A northwesterly made the walls groan. Wood against wood. The sound almost obscured the chittering of Katie’s conscience. Almost.
You disgust me.
(I had to do it).
You could’ve helped that woman.
(She didn’t stand a chance).
You’d exploit your own children, if you had any, to prove your worth.
(I didn’t mean to. It all happened so fast).
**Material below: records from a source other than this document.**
//! Durable player profile.
//!
//! Each field lives under its own key and is read and written on its own, so a
//! crash between writes leaves a mix of old and new fields. Loading tolerates
//! that: any missing or unreadable field falls back to its default.

use serde::Serialize;
use serde::de::DeserializeOwned;
use tracing::{debug, warn};

use crate::error::StoreError;
use crate::model::{Achievements, Difficulty, EquipmentDatabase, Map};
use crate::state::store::KeyValueStore;

pub const KEY_EQUIPMENT: &str = "equipmentDatabase";
pub const KEY_ACHIEVEMENTS: &str = "achievements";
pub const KEY_DIFFICULTY: &str = "selectedDifficulty";
pub const KEY_HARD_MAP: &str = "hardModeMap";
pub const KEY_EXPERT_MAP: &str = "expertModeMap";
pub const KEY_HEALTH: &str = "playerHealth";
pub const KEY_GAME_OVER: &str = "gameOverState";

/// One independently persisted field group.
#[derive(Clone, Copy, Debug, PartialEq, Eq)]
pub enum ProfileField {
    Equipment,
    Achievements,
    Difficulty,
    HardMap,
    ExpertMap,
    Health,
    GameOverPending,
}

impl ProfileField {
    pub const ALL: [ProfileField; 7] = [
        ProfileField::Equipment,
        ProfileField::Achievements,
        ProfileField::Difficulty,
        ProfileField::HardMap,
        ProfileField::ExpertMap,
        ProfileField::Health,
        ProfileField::GameOverPending,
    ];

    pub fn key(self) -> &'static str {
        match self {
            ProfileField::Equipment => KEY_EQUIPMENT,
            ProfileField::Achievements => KEY_ACHIEVEMENTS,
            ProfileField::Difficulty => KEY_DIFFICULTY,
            ProfileField::HardMap => KEY_HARD_MAP,
            ProfileField::ExpertMap => KEY_EXPERT_MAP,
            ProfileField::Health => KEY_HEALTH,
            ProfileField::GameOverPending => KEY_GAME_OVER,
        }
    }

    pub fn fixed_map(difficulty: Difficulty) -> Option<ProfileField> {
        match difficulty {
            Difficulty::Hard => Some(ProfileField::HardMap),
            Difficulty::Expert => Some(ProfileField::ExpertMap),
            Difficulty::Easy | Difficulty::Normal => None,
        }
    }
}

#[derive(Clone, Debug, PartialEq)]
pub struct PersistentProfile {
    pub equipment: EquipmentDatabase,
    pub achievements: Achievements,
    pub hard_map: Option<Map>,
    pub expert_map: Option<Map>,
    pub health: u32,
    pub difficulty: Difficulty,
    pub game_over_pending: bool,
}

impl PersistentProfile {
    pub fn new(max_health: u32) -> Self {
        Self {
            equipment: EquipmentDatabase::default(),
            achievements: Achievements::default(),
            hard_map: None,
            expert_map: None,
            health: max_health,
            difficulty: Difficulty::Easy,
            game_over_pending: false,
        }
    }

    /// Reads every field, substituting defaults for anything absent or corrupt.
    pub fn load<S: KeyValueStore>(store: &S, max_health: u32) -> Self {
        let mut profile = Self::new(max_health);
        if let Some(db) = read_json::<_, EquipmentDatabase>(store, KEY_EQUIPMENT) {
            if db.is_consistent() {
                profile.equipment = db;
            } else {
                warn!(key = KEY_EQUIPMENT, "stored equipment is inconsistent, using factory set");
            }
        }
        if let Some(achievements) = read_json(store, KEY_ACHIEVEMENTS) {
            profile.achievements = achievements;
        }
        if let Some(difficulty) = read_json(store, KEY_DIFFICULTY) {
            profile.difficulty = difficulty;
        }
        profile.hard_map = read_map(store, KEY_HARD_MAP);
        profile.expert_map = read_map(store, KEY_EXPERT_MAP);
        if let Some(raw) = read_raw(store, KEY_HEALTH) {
            match raw.trim().parse::<i64>() {
                Ok(h) => profile.health = h.clamp(0, i64::from(max_health)) as u32,
                Err(e) => warn!(key = KEY_HEALTH, error = %e, "unreadable health, using default"),
            }
        }
        profile.game_over_pending = read_raw(store, KEY_GAME_OVER).is_some_and(|v| v.trim() == "true");
        debug!(
            health = profile.health,
            difficulty = ?profile.difficulty,
            game_over_pending = profile.game_over_pending,
            "profile loaded"
        );
        profile
    }

    pub fn fixed_map(&self, difficulty: Difficulty) -> Option<&Map> {
        match difficulty {
            Difficulty::Hard => self.hard_map.as_ref(),
            Difficulty::Expert => self.expert_map.as_ref(),
            Difficulty::Easy | Difficulty::Normal => None,
        }
    }

    /// Stores `map` as the fixed map of `difficulty`; no-op for Easy/Normal.
    pub fn set_fixed_map(&mut self, difficulty: Difficulty, map: Option<Map>) -> Option<ProfileField> {
        match difficulty {
            Difficulty::Hard => self.hard_map = map,
            Difficulty::Expert => self.expert_map = map,
            Difficulty::Easy | Difficulty::Normal => return None,
        }
        ProfileField::fixed_map(difficulty)
    }

    /// Unresolved game-over: flagged explicitly or health already exhausted.
    pub fn needs_game_over(&self) -> bool {
        self.game_over_pending || self.health == 0
    }

    pub fn save<S: KeyValueStore>(&self, store: &mut S, field: ProfileField) -> Result<(), StoreError> {
        let key = field.key();
        match field {
            ProfileField::Equipment => store.set(key, &serde_json::to_string(&self.equipment)?),
            ProfileField::Achievements => store.set(key, &serde_json::to_string(&self.achievements)?),
            ProfileField::Difficulty => store.set(key, &serde_json::to_string(&self.difficulty)?),
            ProfileField::HardMap => write_optional(store, key, self.hard_map.as_ref()),
            ProfileField::ExpertMap => write_optional(store, key, self.expert_map.as_ref()),
            ProfileField::Health => store.set(key, &self.health.to_string()),
            ProfileField::GameOverPending => {
                if self.game_over_pending {
                    store.set(key, "true")
                } else {
                    store.remove(key)
                }
            }
        }
    }

    /// Writes every field, stopping at the first failure.
    pub fn save_all<S: KeyValueStore>(&self, store: &mut S) -> Result<(), StoreError> {
        for field in ProfileField::ALL {
            self.save(store, field)?;
        }
        Ok(())
    }
}

fn write_optional<S: KeyValueStore, T: Serialize>(
    store: &mut S,
    key: &str,
    value: Option<&T>,
) -> Result<(), StoreError> {
    match value {
        Some(v) => store.set(key, &serde_json::to_string(v)?),
        None => store.remove(key),
    }
}

fn read_raw<S: KeyValueStore>(store: &S, key: &str) -> Option<String> {
    match store.get(key) {
        Ok(v) => v,
        Err(e) => {
            warn!(key, error = %e, "storage read failed, using default");
            None
        }
    }
}

fn read_json<S: KeyValueStore, T: DeserializeOwned>(store: &S, key: &str) -> Option<T> {
    let raw = read_raw(store, key)?;
    match serde_json::from_str(&raw) {
        Ok(v) => Some(v),
        Err(e) => {
            warn!(key, error = %e, "corrupt stored value, using default");
            None
        }
    }
}

fn read_map<S: KeyValueStore>(store: &S, key: &str) -> Option<Map> {
    let map: Map = read_json(store, key)?;
    if map.is_consistent() {
        Some(map)
    } else {
        warn!(key, "stored map is inconsistent, discarding");
        None
    }
}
Katie stared at the camera. It sat on the coffee table in the living area, anchoring a pile of lifestyle magazines, which explained, over and over again, what it was to be a woman. See, this is how you smile. This is how you lie. This is how you don’t get tattoos when you’re drunk or sometimes drink beer in the shower when you’re sad or ride skateboards to forget about love and hate or let everything get to you, or succeed. Jesus, Katie thought. Shame is a trap made by men and women who have no shame. She huddled in a wicker chair, upset, a blanket across her knees. Nausea thrummed again.
Sighing, Katie drew herself upright. She reached for the camera to see, for the first time, what images were within, but stayed her hand.
The pilot’s expression, the realisation that she was about to die, was fresh in her mind. Katie saw it in the shadows of the room. Carved into the walls. Everywhere.
Katie turned off the lights and crawled into bed, curled up, muscles constricting. The cramps were the worst.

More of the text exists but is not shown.